HUL Q1 Result Review: Ebitda, Revenue Misses Prompt Analysts To Trim Earnings Estimates
The standalone net profit of the company rose 8% to Rs 2,472 crore.

Hindustan Unilever Ltd. reported a rise in net profit for the first quarter of FY24. However, the company's operating profit and revenue missed estimates, prompting analysts to reduce their earnings per share forecast.
The company's standalone total sales rose 7% to Rs 14,931 crore in the quarter ended June, according to an exchange filing. The net profit increased 8% year-on-year to Rs 2,472 crore during the quarter.
The company intends to ramp up its advertising spends aggressively in the quarters ahead, to shore up volumes that rose at the slowest pace in five quarters, as higher prices deterred consumers.
The results underperformed previous brokerage estimates.
Key Takeaways From Brokerage Reports
Kotak Institutional Equities
Gave an "Add" rating, with a revised fair value of Rs 2,835, up from Rs 2,750 previously.
Q1 sales and underlying volume growth stood of 7% and 3%, respectively, falling 210/250 basis points below estimates. The weaker performance was primarily due to challenges in beauty and personal care and food and refreshments segments.
The near-term outlook for HUVR is muted because of the timing mismatch between price cuts and the associated volume growth recovery, as well as an increase in advertising and promotion spends, influenced by competitive intensity and gross margin recovery.
The management's commentary on rural markets was mixed, considering weather-related risks.

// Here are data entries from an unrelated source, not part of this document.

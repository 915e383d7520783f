//! Tracing setup. All log output goes to stderr so stdout carries only the embedding.

use crate::config::{LogFormat, LoggingConfig};
use tracing_subscriber::EnvFilter;

/// Install the global subscriber. Call once, before any work is done.
pub fn init_tracing(config: &LoggingConfig) {
    let filter = EnvFilter::new(config.level.to_lowercase());

    match config.format {
        LogFormat::Json => {
            tracing_subscriber::fmt()
                .with_writer(std::io::stderr)
                .with_target(false)
                .with_level(true)
                .json()
                .with_env_filter(filter)
                .init();
        }
        LogFormat::Compact => {
            tracing_subscriber::fmt()
                .with_writer(std::io::stderr)
                .with_target(false)
                .with_level(true)
                .compact()
                .with_env_filter(filter)
                .init();
        }
        LogFormat::Pretty => {
            tracing_subscriber::fmt()
                .with_writer(std::io::stderr)
                .with_target(false)
                .with_level(true)
                .pretty()
                .with_env_filter(filter)
                .init();
        }
    }
}

/// Map a `-v` count onto a level name
pub fn level_for_verbosity(verbose: u8) -> &'static str {
    match verbose {
        0 => "warn",
        1 => "info",
        2 => "debug",
        _ => "trace",
    }
}
//! ollama-embed - embed a piece of text with a local Ollama server
//!
//! The crate backs the `ollama-embed` binary but can be used directly:
//!
//! ```rust,no_run
//! use ollama_embed::prelude::*;
//!
//! #[tokio::main(flavor = "current_thread")]
//! async fn main() -> Result<()> {
//!     let config = Config::load(&ConfigOverrides::default())?;
//!     let client = OllamaClient::new(config.embedding)?;
//!
//!     let vector = client.embed("The sky is blue because of Rayleigh scattering").await?;
//!     println!("{} dimensions", vector.len());
//!
//!     Ok(())
//! }
//! ```

pub mod cli;
pub mod config;
pub mod embedding;
pub mod error;
pub mod output;
pub mod telemetry;

pub use config::Config;
pub use error::{EmbedError, Result};

/// Re-export commonly used types
pub mod prelude {
    pub use crate::config::{Config, ConfigOverrides};
    pub use crate::embedding::{EmbeddingProvider, OllamaClient};
    pub use crate::error::{EmbedError, Result};
}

The growth in Q1 was impacted by trade destocking due to price cuts, consumer preference for high-cost inventory, and the resurgence of smaller players in certain categories.
Gross margin beat estimates at 49.9% due to softening raw material prices, but Ebitda slightly missed estimates, attributed to higher-than-expected other expenses that grew 20% YoY.
The brokerage trimmed EPS estimates by 1-2% and revised the fair value to Rs 2,835, implying a 50x September 2025E price-to-earnings multiple.
JPMorgan
Maintains an "overweight" rating and revised the price target to Rs 2,850 from the previous Rs 2,750.
HUVR's Q1 Ebitda was in line with estimate, but 3% below consensus. Revenue missed estimates and street expectations by 1-2%, due to lower volume growth.
The near-term growth rates are expected to be impacted by price deflation and a lag in volume growth recovery, with the second half of FY24 likely to witness better volume and margin improvement.
Home care saw double-digit growth in fabric wash, with the premium segment performing well. Household care was driven by double-digit volume growth in dishwash cleaners.
Hair care grew, while oral care saw high double-digit growth, led by the Closeup portfolio.
Skin cleansing experienced low single-digit volume growth, considering price corrections, while skin care and color cosmetics grew doble-digit, driven by volume growth.
JPMorgan maintains its FY24 EPS estimates and has set a new September 2024 price target of Rs 2,850, based on a 52x one-year forward P/E multiple, in line with its average pre-pandemic valuations.
Morgan Stanley
Maintains 'equal-weight' rating, with price target of Rs 2408.
Headwinds from weaker volume growth environment, media investments and lower pricing growth to weigh on growth and margins.
HUL's Q1 revenue and profit results underperformed estimates by 3% and 5%.
Volume growth missed brokerage estimates by 3%.
Advertisement and promotional spend increased by 110 basis points quarter-on-quarter and company will continue to invest in this expense.
Price growth estimated to be flattish/negative in coming quarters.
Home care increased 10% YoY and remained the best-performing segment—a trend for the past eight quarters.
Gross margin increased by 140 bps and will continue to improve.
Rural demand drivers remain positive, but weather related risks remain.
Jefferies
Downgrades to 'hold' with a revised lower price target of Rs 2770 from a previous target of Rs 2875.
FY24-25 earnings per share estimates cut by 1-3%.
Q1 Ebitda growth of 8% is 3% below brokerage estimates.
Price inflation still impacting food and refreshment segment, which has lead to slow volume growth.
Re-entry of local and regional players has picked up competitive intensity in market segments like tea, laundry and soaps
Oral care, hair care and laundry reported mid-single digit growth levels.
Skin care and cosmetic segments witnessed high single digit growth levels.